Input records START

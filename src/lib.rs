//! # Mirage Tunnel
//!
//! A blocking-resistant tunnelling transport that carries an arbitrary
//! bidirectional byte stream as a sequence of ordinary HTTP(S)
//! request/response pairs.
//!
//! ## How it works
//!
//! ```text
//! ┌──────────────┐  SOCKS  ┌───────────────┐  HTTP POST   ┌───────────────┐  TCP  ┌────────────┐
//! │ local client ├────────▶│ mirage-client ├─────────────▶│ mirage-server ├──────▶│ downstream │
//! └──────────────┘         └───────────────┘  ≤64 KiB     └───────────────┘       └────────────┘
//! ```
//!
//! The client splits each local SOCKS stream into HTTP POST requests keyed
//! by a random session id; the server demultiplexes requests by that id
//! onto persistent connections to a co-located downstream service and ships
//! back whatever the service produced before a short turnaround deadline.
//! To the network the exchange looks like normal web traffic, and the
//! TLS/DNS name can be rotated independently of the HTTP Host header
//! (domain fronting).

pub mod config;
pub mod logging;
pub mod obfuscation;
pub mod proxy;
pub mod pt;
pub mod relay;
pub mod transport;
pub mod tunnel;

/// Program version
pub const VERSION: &str = env!("CARGO_PKG_VERSION");

/// The largest request body the server is willing to process, and the
/// largest chunk of data either side will send in a single body.
pub const MAX_PAYLOAD_LENGTH: usize = 0x10000;

/// Session ids shorter than this are rejected, as a weak defence against
/// client bugs that send an empty id or something similarly likely to
/// collide.
pub const MIN_SESSION_ID_LENGTH: usize = 8;

/// Number of random bytes in a freshly generated session id (encoded as
/// unpadded base64 on the wire).
pub const SESSION_ID_LENGTH: usize = 8;

/// Result type alias
pub type Result<T> = std::result::Result<T, Error>;

/// Main error type
#[derive(Debug, thiserror::Error)]
pub enum Error {
    #[error("IO error: {0}")]
    Io(#[from] std::io::Error),

    #[error("Transport error: {0}")]
    Transport(#[from] transport::TransportError),

    #[error("Proxy error: {0}")]
    Proxy(#[from] proxy::ProxyError),

    #[error("Relay error: {0}")]
    Relay(#[from] relay::RelayError),

    #[error("Tunnel error: {0}")]
    Tunnel(#[from] tunnel::TunnelError),

    #[error("Transport plugin error: {0}")]
    Pt(#[from] pt::PtError),

    #[error("Configuration error: {0}")]
    Config(String),
}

Input records END

▸ **What is needed**
Taking the entries above, write out exactly the lines starting with the line containing "of ordinary HTTP(S)" and going on through the line containing "POST requests keyed", both included, and nothing else.

▸ **Exercise result**
//! bidirectional byte stream as a sequence of ordinary HTTP(S)
//! request/response pairs.
//!
//! ## How it works
//!
//! ```text
//! ┌──────────────┐  SOCKS  ┌───────────────┐  HTTP POST   ┌───────────────┐  TCP  ┌────────────┐
//! │ local client ├────────▶│ mirage-client ├─────────────▶│ mirage-server ├──────▶│ downstream │
//! └──────────────┘         └───────────────┘  ≤64 KiB     └───────────────┘       └────────────┘
//! ```
//!
//! The client splits each local SOCKS stream into HTTP POST requests keyed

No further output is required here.